As the American war of independence drew to a close, escapee and liberated slaves were shipped by abolitionists from Britain to set up a colony in Sierra Leone. Dubbed ‘recaptives’, the British brought thousands of individuals, first to establish Granville in 1787, which foundered amidst disease and then attacks from local tribes, and then Freetown in 1792. Visitors can now still climb the ‘Freedom Steps’ that were the first landfall for so many and see the bat-bedecked huge cotton tree which marked the first forest clearings of the new arrivals.
The nature of this liberty was not all it seemed: having suffered scores of family deaths on the perilous voyage from the Americas, ex-slaves were forced into apprenticeships, little better than slavery, a practice not abolished until 1928! The result was uprisings, one of which in 1799 was quelled by the arrival of Jamaican escapee slaves (‘Maroons’), conscripted by the British to form a militia and then given the best land in the Freetown area, confiscated from the rebels. The small white-washed church of St John’s roof is built from ship’s timbers from their vessels, a fascinating reminder of the nascent colony’s beginnings. More recaptives were sent across from the Caribbean in the 1800s and the modern Krio population and ubiquitous language arose from this curious mix of immigrants.

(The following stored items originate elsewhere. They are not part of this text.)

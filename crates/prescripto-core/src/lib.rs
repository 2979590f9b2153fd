//! Prescripto Core Library
//!
//! Normalization and deterministic safety analysis for prescriptions read by
//! a vision model, with a human verification queue and SMS reminders.
//!
//! # Architecture
//!
//! ```text
//! Image → Vision model → raw JSON (untrusted)
//!                              │
//!                     Extraction post-processor
//!                     (frequency / timing / dosage)
//!                              │
//!                       Safety analysis engine
//!                              │
//!                 [STAGING: pending prescription]
//!                              │
//!                       Verification queue
//!                     (lowest safety score first)
//!                              │
//!                     Pharmacist edits/confirms
//!                              │
//!               ┌──────────────┼──────────────┐
//!               │              │              │
//!               ▼              ▼              ▼
//!            Summary       Reminders      Fingerprint
//!           (display)     (SMS slots)     (SHA-256)
//! ```
//!
//! # Core Principle
//!
//! **The safety score never trusts the model.** It is computed from the
//! normalized record alone and recomputed after every edit.
//!
//! # Modules
//!
//! - [`normalizer`]: Frequency, timing and dosage canonicalization
//! - [`safety`]: Rule-based safety engine
//! - [`models`]: Domain types (Medicine, SafetyAnalysis, PrescriptionRecord, Reminder)
//! - [`db`]: SQLite persistence for prescriptions and reminders
//! - [`export`]: Display summary and reminder SMS dispatch

pub mod db;
pub mod export;
pub mod models;
pub mod normalizer;
pub mod safety;

// Re-export commonly used types
pub use db::{Database, DbError};
pub use export::{build_summary, dispatch_slot, DispatchReport, SmsSender, Summary};
pub use models::{
    ExtractedData, Medicine, PrescriptionRecord, PrescriptionStatus, RawExtraction, Reminder,
    ReminderSlot, ReminderSlots, SafetyAnalysis,
};
pub use normalizer::post_process;
pub use safety::{analyze_safety, analyze_safety_with, SafetyPolicy};

// UniFFI setup - using proc macros
uniffi::setup_scaffolding!();

use std::sync::{Arc, Mutex};

use export::{send_confirmation, SmsError};
use models::{RawMedicine, RecordError, SafetyFlag};

// =========================================================================
// FFI Error Type
// =========================================================================

#[derive(Debug, thiserror::Error, uniffi::Error)]
pub enum PrescriptoError {
    #[error("Database error: {0}")]
    DatabaseError(String),

    #[error("Not found: {0}")]
    NotFound(String),

    #[error("Invalid input: {0}")]
    InvalidInput(String),

    #[error("Invalid state: {0}")]
    InvalidState(String),

    #[error("Version conflict: {0}")]
    VersionConflict(String),

    #[error("Serialization error: {0}")]
    SerializationError(String),
}

impl From<db::DbError> for PrescriptoError {
    fn from(e: db::DbError) -> Self {
        match e {
            db::DbError::NotFound(id) => PrescriptoError::NotFound(id),
            e @ db::DbError::VersionConflict { .. } => {
                PrescriptoError::VersionConflict(e.to_string())
            }
            e => PrescriptoError::DatabaseError(e.to_string()),
        }
    }
}

impl From<RecordError> for PrescriptoError {
    fn from(e: RecordError) -> Self {
        match e {
            RecordError::InvalidTransition { .. } => PrescriptoError::InvalidState(e.to_string()),
            RecordError::InvalidPhoneNumber(_) | RecordError::InvalidDuration(_) => {
                PrescriptoError::InvalidInput(e.to_string())
            }
            RecordError::Json(e) => PrescriptoError::SerializationError(e.to_string()),
        }
    }
}

impl From<serde_json::Error> for PrescriptoError {
    fn from(e: serde_json::Error) -> Self {
        PrescriptoError::SerializationError(e.to_string())
    }
}

impl<T> From<std::sync::PoisonError<T>> for PrescriptoError {
    fn from(e: std::sync::PoisonError<T>) -> Self {
        PrescriptoError::DatabaseError(format!("Lock poisoned: {}", e))
    }
}

impl From<uniffi::UnexpectedUniFFICallbackError> for PrescriptoError {
    fn from(e: uniffi::UnexpectedUniFFICallbackError) -> Self {
        PrescriptoError::InvalidState(format!("SMS gateway callback failed: {}", e.reason))
    }
}

// =========================================================================
// SMS Gateway (implemented by the host app)
// =========================================================================

/// Host-side SMS provider. Returns the provider's message ID.
#[uniffi::export(callback_interface)]
pub trait SmsGateway: Send + Sync {
    fn send(&self, to: String, body: String) -> Result<String, PrescriptoError>;
}

struct GatewaySender<'a>(&'a dyn SmsGateway);

impl SmsSender for GatewaySender<'_> {
    fn send(&self, to: &str, body: &str) -> Result<String, SmsError> {
        self.0
            .send(to.to_string(), body.to_string())
            .map_err(|e| SmsError::Unavailable(e.to_string()))
    }
}

// =========================================================================
// Factory Functions (exported to FFI)
// =========================================================================

/// Open or create a database at the given path.
#[uniffi::export]
pub fn open_database(path: String) -> Result<Arc<PrescriptoCore>, PrescriptoError> {
    let db = Database::open(&path)?;
    Ok(PrescriptoCore::new(db, SafetyPolicy::default()))
}

/// Open a database and score with a policy given as JSON.
///
/// Missing policy fields keep their defaults.
#[uniffi::export]
pub fn open_database_with_policy(
    path: String,
    policy_json: String,
) -> Result<Arc<PrescriptoCore>, PrescriptoError> {
    let policy: SafetyPolicy = serde_json::from_str(&policy_json)
        .map_err(|e| PrescriptoError::InvalidInput(format!("policy: {}", e)))?;
    let db = Database::open(&path)?;
    Ok(PrescriptoCore::new(db, policy))
}

/// Create an in-memory database (for testing).
#[uniffi::export]
pub fn open_database_in_memory() -> Result<Arc<PrescriptoCore>, PrescriptoError> {
    let db = Database::open_in_memory()?;
    Ok(PrescriptoCore::new(db, SafetyPolicy::default()))
}

// =========================================================================
// Stateless Helpers (exported to FFI)
// =========================================================================

/// Canonical schedule label for a raw frequency.
#[uniffi::export]
pub fn parse_frequency(raw: String) -> String {
    normalizer::parse_frequency(&raw)
}

/// Expand a timing abbreviation.
#[uniffi::export]
pub fn normalize_timing(raw: String) -> String {
    normalizer::normalize_timing(&raw)
}

/// Append a unit to a bare numeric dosage.
#[uniffi::export]
pub fn normalize_dosage(dosage: String, medicine_type: String) -> String {
    normalizer::normalize_dosage(&dosage, &medicine_type)
}

/// Check an E.164 phone number.
#[uniffi::export]
pub fn validate_phone_number(phone_number: String) -> bool {
    models::validate_phone_number(&phone_number)
}

// =========================================================================
// Main API Object
// =========================================================================

/// Thread-safe database wrapper for FFI.
#[derive(uniffi::Object)]
pub struct PrescriptoCore {
    db: Arc<Mutex<Database>>,
    policy: SafetyPolicy,
}

impl PrescriptoCore {
    fn new(db: Database, policy: SafetyPolicy) -> Arc<Self> {
        Arc::new(Self {
            db: Arc::new(Mutex::new(db)),
            policy,
        })
    }

    /// Load, mutate and save a record under optimistic versioning.
    fn modify(
        &self,
        session_id: &str,
        expected_version: u32,
        change: impl FnOnce(&mut PrescriptionRecord) -> Result<(), RecordError>,
    ) -> Result<FfiPrescription, PrescriptoError> {
        let db = self.db.lock()?;
        let mut record = db
            .get_prescription(session_id)?
            .ok_or_else(|| PrescriptoError::NotFound(session_id.to_string()))?;

        change(&mut record)?;
        db.update_prescription(&record, expected_version)?;
        Ok(record.into())
    }
}

#[uniffi::export]
impl PrescriptoCore {
    // =========================================================================
    // Prescription Operations
    // =========================================================================

    /// Normalize, score and store a model response (already unwrapped JSON).
    pub fn ingest_extraction(
        &self,
        raw_text: String,
        extraction_json: String,
    ) -> Result<FfiPrescription, PrescriptoError> {
        let raw = RawExtraction::from_json(&extraction_json)
            .map_err(|e| PrescriptoError::InvalidInput(e.to_string()))?;
        let record = PrescriptionRecord::from_extraction(raw_text, &raw, &self.policy);

        let db = self.db.lock()?;
        db.insert_prescription(&record)?;
        Ok(record.into())
    }

    /// Get a prescription by session ID.
    pub fn get_prescription(
        &self,
        session_id: String,
    ) -> Result<Option<FfiPrescription>, PrescriptoError> {
        let db = self.db.lock()?;
        let record = db.get_prescription(&session_id)?;
        Ok(record.map(|r| r.into()))
    }

    /// Replace the medicine list with human edits. The record is rescored.
    pub fn update_medicines(
        &self,
        session_id: String,
        medicines: Vec<FfiMedicine>,
        expected_version: u32,
    ) -> Result<FfiPrescription, PrescriptoError> {
        let edits: Vec<RawMedicine> = medicines.into_iter().map(|m| m.into()).collect();
        self.modify(&session_id, expected_version, |record| {
            record.apply_edits(&edits, &self.policy)
        })
    }

    /// Confirm a pending prescription.
    pub fn confirm_prescription(
        &self,
        session_id: String,
        verified_by: String,
        expected_version: u32,
    ) -> Result<FfiPrescription, PrescriptoError> {
        self.modify(&session_id, expected_version, |record| record.confirm(verified_by))
    }

    /// Reject a pending prescription.
    pub fn reject_prescription(
        &self,
        session_id: String,
        expected_version: u32,
    ) -> Result<FfiPrescription, PrescriptoError> {
        self.modify(&session_id, expected_version, |record| record.reject())
    }

    /// Get prescriptions awaiting verification (lowest safety score first).
    pub fn list_pending_review(&self) -> Result<Vec<FfiPrescription>, PrescriptoError> {
        let db = self.db.lock()?;
        let records = db.list_pending_review()?;
        Ok(records.into_iter().map(|r| r.into()).collect())
    }

    // =========================================================================
    // Export Operations
    // =========================================================================

    /// Display summary as JSON.
    pub fn summary_json(&self, session_id: String) -> Result<String, PrescriptoError> {
        let db = self.db.lock()?;
        let record = db
            .get_prescription(&session_id)?
            .ok_or(PrescriptoError::NotFound(session_id))?;
        let summary = build_summary(&record.extracted_data, &record.safety_analysis);
        Ok(summary.to_json()?)
    }

    // =========================================================================
    // Reminder Operations
    // =========================================================================

    /// Schedule SMS reminders for a prescription and text the patient a
    /// confirmation through `gateway`.
    ///
    /// The reminder is kept even when the confirmation fails; the receipt
    /// carries the delivery status.
    pub fn set_reminder(
        &self,
        session_id: String,
        phone_number: String,
        slots: Option<FfiReminderSlots>,
        duration_days: Option<u32>,
        gateway: Box<dyn SmsGateway>,
    ) -> Result<FfiReminderReceipt, PrescriptoError> {
        let reminder = {
            let db = self.db.lock()?;
            let record = db
                .get_prescription(&session_id)?
                .ok_or(PrescriptoError::NotFound(session_id))?;

            let reminder = Reminder::for_prescription(
                &record,
                &phone_number,
                slots.map(|s| s.into()),
                duration_days,
                chrono::Utc::now(),
            )?;
            db.insert_reminder(&reminder)?;
            reminder
        };

        let outcome = send_confirmation(&GatewaySender(gateway.as_ref()), &reminder);
        Ok(FfiReminderReceipt {
            reminder: reminder.into(),
            sms_status: outcome.sms_status.as_str().to_string(),
            message_id: outcome.message_id,
            sms_error: outcome.sms_error,
        })
    }

    /// Active reminders for a prescription.
    pub fn list_reminders(&self, session_id: String) -> Result<Vec<FfiReminder>, PrescriptoError> {
        let db = self.db.lock()?;
        let reminders = db.list_active_reminders_for_session(&session_id)?;
        Ok(reminders.into_iter().map(|r| r.into()).collect())
    }

    /// Stop a reminder. Returns false if it does not exist.
    pub fn cancel_reminder(&self, reminder_id: String) -> Result<bool, PrescriptoError> {
        let db = self.db.lock()?;
        Ok(db.cancel_reminder(&reminder_id)?)
    }
}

Clashes between the British overlords and the growing imported population characterised the 1800s and 1900s, particularly in the 1898 Hut Tax War. Yet the actual transition to independence in 1961 was relatively smooth and peaceful, leading to democratic elections. The aftermath was less comfortable: from 1968 to 1985 a socialist-style one party sate under Stevens held sway and was followed by military coups and a brutal civil war from 1991-2002. UN peacekeepers eventually enforced a democratic process and an end to warfare, but then the 2014 Ebola outbreak meant huge national suffering.
Amidst all this, democracy has held and the nation is increasingly looking to its natural resources as its chief assets. In the east, gold, titanium, bauxite and diamonds have brought income, whilst the huge range of animals that Sierra Leone encompasses make for obvious wildlife tourist potential. Yet this is still very much embryonic. 4.5% of the landscape is now protected and poaching and illegal logging have reduced dramatically as local people are persuaded to see the value to be reaped from sustaining the extraordinary natural bounty here: pygmy hippopotamus, bush elephant, bush-baby, colobus monkey, forest buffalo, three species of crocodile, sea turtles, a myriad of avifauna and the jewel in the crown, the common chimpanzee, all await.
Picture yourself drifting along the Moa River in a canoe, flanked by 30m tall forest, where red-backed colobus monkeys frolic as scimitar shaped hornbills glide overhead, watching carefully for a glimpse of a family of chimps to emerge warily into a clearing, and you will grasp a little of the magic of Sierra Leone.